BUCKLEY From Ocean's Floor

Record and Artist Details

Composer or Director: Linda Buckley, Joby Burgess

Genre:

Chamber

Label: NMC

Media Format: CD or Download

Media Runtime: 78

Mastering:

DDD

Catalogue Number: NMCD258

NMCD258. BUCKLEY From Ocean's Floor

Tracks:

Composition Artist Credit
Ó Íochtar Mara (From Ocean's Floor) Linda Buckley, Composer
Crash Ensemble
Iarla O'Lionáird, Voice
Linda Buckley, Composer
Fridur Linda Buckley, Composer
Isabelle O'Connell, Piano
Linda Buckley, Composer
Discordia Linda Buckley, Composer
Joby Burgess, Composer
Linda Buckley, Composer
Haza Linda Buckley, Composer
Linda Buckley, Composer
RTÉ ConTempo Quartet
Kyrie Linda Buckley, Composer
Linda Buckley, Composer
Exploding Stars Linda Buckley, Composer
Darragh Morgan, Violin
Linda Buckley, Composer

From Dennehy to Walshe, Ann Cleare to Andrew Hamilton, a slew of Irish voices have recently caught international attention. Not least among them is Linda Buckley. Based at the Royal Conservatoire of Scotland, Buckley has a style drawing not only on late Romanticism and post-minimalism but also on electronica and traditional Irish music. As evinced on this debut portrait disc, her style is refined and distinctive.

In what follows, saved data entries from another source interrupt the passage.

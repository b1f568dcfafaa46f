use std::collections::HashMap;

/// Single-level wildcard label: matches exactly one segment at its depth.
pub const WILDCARD: &str = "*";

/// Suffix wildcard label: matches its segment and everything deeper.
pub const SUFFIX_WILDCARD: &str = "**";

/// One node of the domain tree.
///
/// A node owns its children outright, so the tree is a strict hierarchy with
/// no sharing between branches. `value` is set only when a stored key
/// terminates here; intermediate nodes carry `None`.
#[derive(Debug, Clone)]
pub(crate) struct Node<V> {
    pub(crate) value: Option<V>,
    pub(crate) children: HashMap<String, Node<V>>,
}

impl<V> Node<V> {
    pub(crate) fn new() -> Self {
        Self {
            value: None,
            children: HashMap::new(),
        }
    }

    /// Resolve `segments` to the best match, consuming them right to left.
    ///
    /// Precedence at every depth is exact, then `*`, then `**`. An exact or
    /// `*` child consumes one segment and keeps matching deeper; `**` ends
    /// the match immediately with its own value, no matter how many segments
    /// remain. At the last segment the first child present wins outright,
    /// even when it holds no value.
    pub(crate) fn lookup(&self, segments: &[&str]) -> Option<&V> {
        let (seg, rest) = segments.split_last()?;

        if rest.is_empty() {
            for label in [*seg, WILDCARD, SUFFIX_WILDCARD] {
                if let Some(child) = self.children.get(label) {
                    return child.value.as_ref();
                }
            }
            return None;
        }

        if let Some(child) = self.children.get(*seg) {
            if let Some(found) = child.lookup(rest) {
                return Some(found);
            }
        }

        if let Some(child) = self.children.get(WILDCARD) {
            if let Some(found) = child.lookup(rest) {
                return Some(found);
            }
        }

        if let Some(child) = self.children.get(SUFFIX_WILDCARD) {
            return child.value.as_ref();
        }

        None
    }

    /// Number of value-bearing nodes in this subtree.
    pub(crate) fn count_values(&self) -> usize {
        usize::from(self.value.is_some())
            + self.children.values().map(Node::count_values).sum::<usize>()
    }
}

impl<V: Clone> Node<V> {
    /// Insert `value` at the path described by `segments`.
    ///
    /// The walk consumes segments right to left, so the rightmost segment
    /// (the top-level domain component) lands nearest the root and the
    /// leftmost, most specific segment terminates the path. Intermediate
    /// nodes are created on demand and never removed.
    ///
    /// When the terminal segment is a wildcard, the node owning the wildcard
    /// child also takes the value. Lookup reads that node's own value when
    /// the key ends there, which is what lets `**.example.com` match bare
    /// `example.com`.
    pub(crate) fn insert(&mut self, segments: &[&str], value: V) {
        let Some((terminal, rest)) = segments.split_first() else {
            return;
        };

        let mut node = self;
        for seg in rest.iter().rev() {
            node = node
                .children
                .entry((*seg).to_string())
                .or_insert_with(Node::new);
        }

        if *terminal == WILDCARD || *terminal == SUFFIX_WILDCARD {
            node.value = Some(value.clone());
        }

        match node.children.get_mut(*terminal) {
            Some(child) => child.value = Some(value),
            None => {
                node.children.insert(
                    (*terminal).to_string(),
                    Node {
                        value: Some(value),
                        children: HashMap::new(),
                    },
                );
            }
        }
    }
}

#[cfg(test)]
mod tests {
    use super::*;

    #[test]
    fn test_insert_stores_reversed() {
        let mut root: Node<u32> = Node::new();
        root.insert(&["www", "example", "com"], 1);

        let com = root.children.get("com").expect("com nearest the root");
        let example = com.children.get("example").expect("example below com");
        let www = example.children.get("www").expect("www deepest");

        assert_eq!(www.value, Some(1));
        assert_eq!(example.value, None);
        assert_eq!(com.value, None);
    }

    #[test]
    fn test_insert_empty_segments_is_noop() {
        let mut root: Node<u32> = Node::new();
        root.insert(&[], 1);

        assert!(root.children.is_empty());
        assert_eq!(root.value, None);
    }

    #[test]
    fn test_insert_overwrites_in_place() {
        let mut root: Node<u32> = Node::new();
        root.insert(&["example", "com"], 1);
        root.insert(&["example", "com"], 2);

        assert_eq!(root.lookup(&["example", "com"]), Some(&2));
        assert_eq!(root.count_values(), 1);
    }

    #[test]
    fn test_terminal_wildcard_marks_parent() {
        let mut root: Node<u32> = Node::new();
        root.insert(&["*", "example", "com"], 7);

        let example = &root.children["com"].children["example"];
        assert_eq!(example.value, Some(7), "parent takes the wildcard value");
        assert_eq!(example.children["*"].value, Some(7));
    }

    #[test]
    fn test_lookup_precedence_per_depth() {
        let mut root: Node<&str> = Node::new();
        root.insert(&["a", "b", "c"], "exact");
        root.insert(&["a", "*", "c"], "single");
        root.insert(&["**", "c"], "suffix");

        assert_eq!(root.lookup(&["a", "b", "c"]), Some(&"exact"));
        assert_eq!(root.lookup(&["a", "q", "c"]), Some(&"single"));
        assert_eq!(root.lookup(&["x", "y", "z", "c"]), Some(&"suffix"));
        assert_eq!(root.lookup(&["a", "b", "d"]), None);
    }

    #[test]
    fn test_lookup_empty_segments() {
        let mut root: Node<u32> = Node::new();
        root.insert(&["example", "com"], 1);

        assert_eq!(root.lookup(&[]), None);
    }

    #[test]
    fn test_terminal_depth_short_circuits_on_child_presence() {
        // An exact child without a value shadows a sibling wildcard at the
        // same depth; only the level above may still fall back.
        let mut root: Node<u32> = Node::new();
        root.insert(&["deep", "b", "c"], 1); // creates valueless "b" under "c"
        root.insert(&["*", "c"], 2);

        assert_eq!(root.lookup(&["b", "c"]), None);
        assert_eq!(root.lookup(&["q", "c"]), Some(&2));
    }

    #[test]
    fn test_suffix_wildcard_never_recurses() {
        let mut root: Node<u32> = Node::new();
        root.insert(&["**", "com"], 9);

        // "**" swallows every remaining segment with its own value.
        assert_eq!(root.lookup(&["a", "com"]), Some(&9));
        assert_eq!(root.lookup(&["a", "b", "c", "d", "com"]), Some(&9));
    }

    #[test]
    fn test_count_values() {
        let mut root: Node<u32> = Node::new();
        assert_eq!(root.count_values(), 0);

        root.insert(&["example", "com"], 1);
        root.insert(&["example", "org"], 2);
        assert_eq!(root.count_values(), 2);

        // A wildcard entry also marks its parent node.
        root.insert(&["*", "example", "net"], 3);
        assert_eq!(root.count_values(), 4);
    }
}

The song-cycle Ó Íochtar Mara (‘From Ocean’s Floor’) was composed for the celebrated Irish sean-nós singer Iarla Ó Lionáird. Buckley juxtaposes the traditional Irish idiom (she grew up with the music) with string quartet and electronics. Unsurprisingly given the centrality of the folk material, the music tends to stay around one harmonic centre; neo-modal more than neo-tonal. The most beautiful of the cycle is the third song, which translates as ‘Sun and Moon’: as a lover with quivering voice recalls the transformative power of their beloved, delirious string glissandos and shimmering electronics conjure a luminous vista. Elsewhere, strings crisp and senza vibrato, electronics a continuous resonance, the music exudes north European froideur, albeit in a lamenting mood. Dramatising a drowned man addressing his grieving lover, the fourth movement, based mostly on electronic pads and voice, recalls mid-1990s Warp Records.

Throughout the album, the sound world and pacing are consistently lush and slow. Fridur for solo piano and electronics presents a glacial landscape (Iceland, which Buckley regularly visits) in the context of emotional vexation; conflict registers in repeated minor sixths and major ninths, tremolo treble figures and booming reverberant bass. Paradoxically, the album’s strength is also at times a drawback: while the stylistic consistency (modal instrumental material, slowness, continuous electronic textures) creates an immersive quality, it also means over 80 minutes there isn’t a lot of contrast. Nonetheless, Haza for string quartet and electronics shows Buckley’s sensitive instrumentation. Poise, balance and registral spacing in the sustained string voices opens a space in which evocative synthetic textures ebb and flow, until eventually the spell breaks with a moment of dense Bartókian polyphony.